How to read a binary file and write a text file with that data?

Posted on 2006-06-28
12
1,295 Views
Last Modified: 2013-11-15
Hi,
I have a binary file with uint32 values. i need to read those,convert them to scaled floating point (3 places) and write to a text file. For example:

00 01 23 4F 00 01 24 4D...

is 2 values: 001234F (74575 int) and 0012244D (74829 int), each of 4 bytes and the whole file contains such values. I need to scale these in such a way:

(74575 - 65000)/22500

which is: 0.423

and write them to a file as csv values.Can someone tell me how to do that

Thanks!


0
Comment
Question by:rt2001
  • 3
  • 3
  • 3
  • +2
12 Comments
 
LVL 12

Expert Comment

by:rajeev_devin
ID: 17007209
1. Open the input file in binary mode.
2. read the integers
3. convert them to float.
4. Open another file in text mode.
5. write the value.

That's it
0
 
LVL 12

Accepted Solution

by:
rajeev_devin earned 150 total points
ID: 17007231
Something like this


unsigned int val = 0;
float result = 0.0;

FILE *input = fopen("input.dat", "rb"); // b is for binary
FILE *output = fopen("output.dat", "w");

for (int i = 0; i < 2; ++i) {

      fread(&val, sizeof(unsigned int), 1, input);
      result = (float)(val - 65000)/22500;

      fprintf(output, "%f\n", result);
}

fclose(input);
fclose(output);
0
 
LVL 12

Expert Comment

by:rajeev_devin
ID: 17007243
Another thing that I want to tell you is that
binary data 00 01 23 4F will not be 74575 in decimal if you are doing the thing in little-endian machine.

It will be
4F 23 01 00
0
 
LVL 12

Assisted Solution

by:stefan73
stefan73 earned 100 total points
ID: 17008617
two things:

Use "%.3f" format string, or rather

for (int i = 0; i < 2; ++i) {
     [...]

     fprintf(output, "%.3f\n", result);
}

You also may want to use doubles instead of floats. When you use floats, you save nothing, as when the printf() family is called with a float parameter, it's automatically converted to double.
0
 
LVL 18

Assisted Solution

by:JoseParrot
JoseParrot earned 150 total points
ID: 17015633
Hi,

Seems numbers are actually 0001234F (74575 int) and 0001244D (74829 int).

main()
{
  unsigned char a,b,c,d;
  unsigned long n1, n2;
  float f1,f2;
  FILE *F;

  F=fopen("MyNumbers.bin","rb");                        // read file
  a=fgetc(F); b=fgetc(F); c=fgetc(F); d=fgetc(F);  // get bytes 1st number
  n1=a;                                                             // compute integer value
  n1=(n1<<8)+b;                                               // shift left 8 times
  n1=(n1<<8)+c;
  n1=(n1<<8)+d;
  f1 = ((float)n1-(float)65000)/(float)22500;         // apply the formula
  printf("\n%6.3f",f1);                                         // just to check
  a=fgetc(F); b=fgetc(F); c=fgetc(F); d=fgetc(F); // get bytes 2nd gyte
  n2=a;
  n2=(n2<<8)+b;
  n2=(n2<<8)+c;
  n2=(n2<<8)+d;
  f2 = ((float)n2-(float)65000)/(float)22500;
  printf("\n%6.3f",f2);
  fclose(F);

  F=fopen("MyNumbers.csv","wt");
  fprintf(F,"%8.3f,%8.3f",f1,f2);                          // write csv
  fclose(F);
}

Hope it helps.

Jose
0
 
LVL 5

Assisted Solution

by:bastibartel
bastibartel earned 100 total points
ID: 17016771
Hi there,

You need to consider the following.
The binary representation (in memory) or as in your case in the file depends of the implementation of the program generating theses numbers.
Knowing that it is 4 bytes per value helps but is not enough.

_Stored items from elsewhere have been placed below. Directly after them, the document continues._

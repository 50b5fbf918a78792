use std::sync::{
    Arc,
    atomic::{AtomicUsize, Ordering},
};

use async_trait::async_trait;
use axum::body::Body;
use axum::http::{Request, StatusCode};
use serde_json::{Value, json};
use tower::util::ServiceExt;

use nutri_agent_backend::routes::create_router;
use nutri_agent_backend::services::agent::{AgentError, CREDENTIAL_ENV, ChatAgent, Nutritionist};
use nutri_agent_backend::state::AppState;

/// Mock for the agent capability, counting how often it is invoked.
#[derive(Default)]
struct MockAgent {
    calls: AtomicUsize,
    fail: bool,
}

#[async_trait]
impl ChatAgent for MockAgent {
    async fn reply(&self, _message: &str) -> Result<String, AgentError> {
        self.calls.fetch_add(1, Ordering::SeqCst);
        if self.fail {
            return Err(AgentError::EmptyReply);
        }
        Ok("Evite açúcares simples e farinhas refinadas.".to_string())
    }
}

fn post_conversa(body: &str) -> Request<Body> {
    Request::builder()
        .method("POST")
        .uri("/conversa")
        .header("content-type", "application/json")
        .body(Body::from(body.to_string()))
        .unwrap()
}

async fn body_json(response: axum::response::Response) -> Value {
    let bytes = axum::body::to_bytes(response.into_body(), usize::MAX)
        .await
        .unwrap();
    serde_json::from_slice(&bytes).unwrap()
}

#[tokio::test]
async fn root_returns_liveness_payload() {
    let state = Arc::new(AppState::new(Arc::new(MockAgent::default())));
    let app = create_router().with_state(state);

    let response = app
        .oneshot(Request::builder().uri("/").body(Body::empty()).unwrap())
        .await
        .unwrap();

    assert_eq!(response.status(), StatusCode::OK);
    let body = body_json(response).await;
    assert_eq!(
        body,
        json!({"mensagem": "API do Agente Nutricionista está ativa!"})
    );
}

#[tokio::test]
async fn conversa_returns_reply_with_single_key() {
    let mock = Arc::new(MockAgent::default());
    let app = create_router().with_state(Arc::new(AppState::new(mock.clone())));

    let response = app
        .oneshot(post_conversa(r#"{"mensagem": "Quais alimentos devo evitar?"}"#))
        .await
        .unwrap();

    assert_eq!(response.status(), StatusCode::OK);
    let body = body_json(response).await;
    let object = body.as_object().unwrap();
    assert_eq!(object.len(), 1);
    let reply = object["resposta"].as_str().unwrap();
    assert!(!reply.is_empty());
    assert_eq!(mock.calls.load(Ordering::SeqCst), 1);
}

#[tokio::test]
async fn conversa_rejects_missing_field_before_any_agent_call() {
    let mock = Arc::new(MockAgent::default());
    let app = create_router().with_state(Arc::new(AppState::new(mock.clone())));

    let response = app.oneshot(post_conversa("{}")).await.unwrap();

    assert_eq!(response.status(), StatusCode::UNPROCESSABLE_ENTITY);
    assert_eq!(mock.calls.load(Ordering::SeqCst), 0);
}

#[tokio::test]
async fn conversa_rejects_non_string_message() {
    let mock = Arc::new(MockAgent::default());
    let app = create_router().with_state(Arc::new(AppState::new(mock.clone())));

    let response = app
        .oneshot(post_conversa(r#"{"mensagem": 42}"#))
        .await
        .unwrap();

    assert_eq!(response.status(), StatusCode::UNPROCESSABLE_ENTITY);
    assert_eq!(mock.calls.load(Ordering::SeqCst), 0);
}

#[tokio::test]
async fn conversa_rejects_blank_message() {
    let mock = Arc::new(MockAgent::default());
    let app = create_router().with_state(Arc::new(AppState::new(mock.clone())));

    let response = app
        .oneshot(post_conversa(r#"{"mensagem": "   "}"#))
        .await
        .unwrap();

    assert_eq!(response.status(), StatusCode::UNPROCESSABLE_ENTITY);
    let body = body_json(response).await;
    assert_eq!(body["error"], "validation_error");
    assert_eq!(mock.calls.load(Ordering::SeqCst), 0);
}

#[tokio::test]
async fn conversa_surfaces_agent_failure_as_server_error() {
    let mock = Arc::new(MockAgent {
        fail: true,
        ..Default::default()
    });
    let app = create_router().with_state(Arc::new(AppState::new(mock.clone())));

    let response = app
        .oneshot(post_conversa(r#"{"mensagem": "oi"}"#))
        .await
        .unwrap();

    assert!(response.status().is_server_error());
    assert_eq!(mock.calls.load(Ordering::SeqCst), 1);
}

#[tokio::test]
async fn conversa_without_credential_is_a_server_error() {
    // No other test in this binary touches the environment.
    unsafe { std::env::remove_var(CREDENTIAL_ENV) };

    let state = Arc::new(AppState::new(Arc::new(Nutritionist)));
    let app = create_router().with_state(state);

    let response = app
        .oneshot(post_conversa(r#"{"mensagem": "oi"}"#))
        .await
        .unwrap();

    assert!(response.status().is_server_error());
}
//! HTTP backend for the nutritionist chat agent.
//!
//! One chat endpoint (`POST /conversa`) forwards a user message to a
//! persona-bound LLM agent on Groq and returns the reply. A liveness
//! route (`GET /`) reports that the service is up.

pub mod error;
pub mod message;
pub mod routes;
pub mod services;
pub mod state;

There are several integer types within a single implementation already, let alone across different programming environments
The only way to find out what integer type suits your binary data is to try and find it empirically.
(your compiler's documentation will help you find the 4-byte integer types, but you may as well try them all)


So try the following and compare the resulting numbers to your expecations (either well known file or plausibility)
(I have copyied rajeev_devin's code - Thanks)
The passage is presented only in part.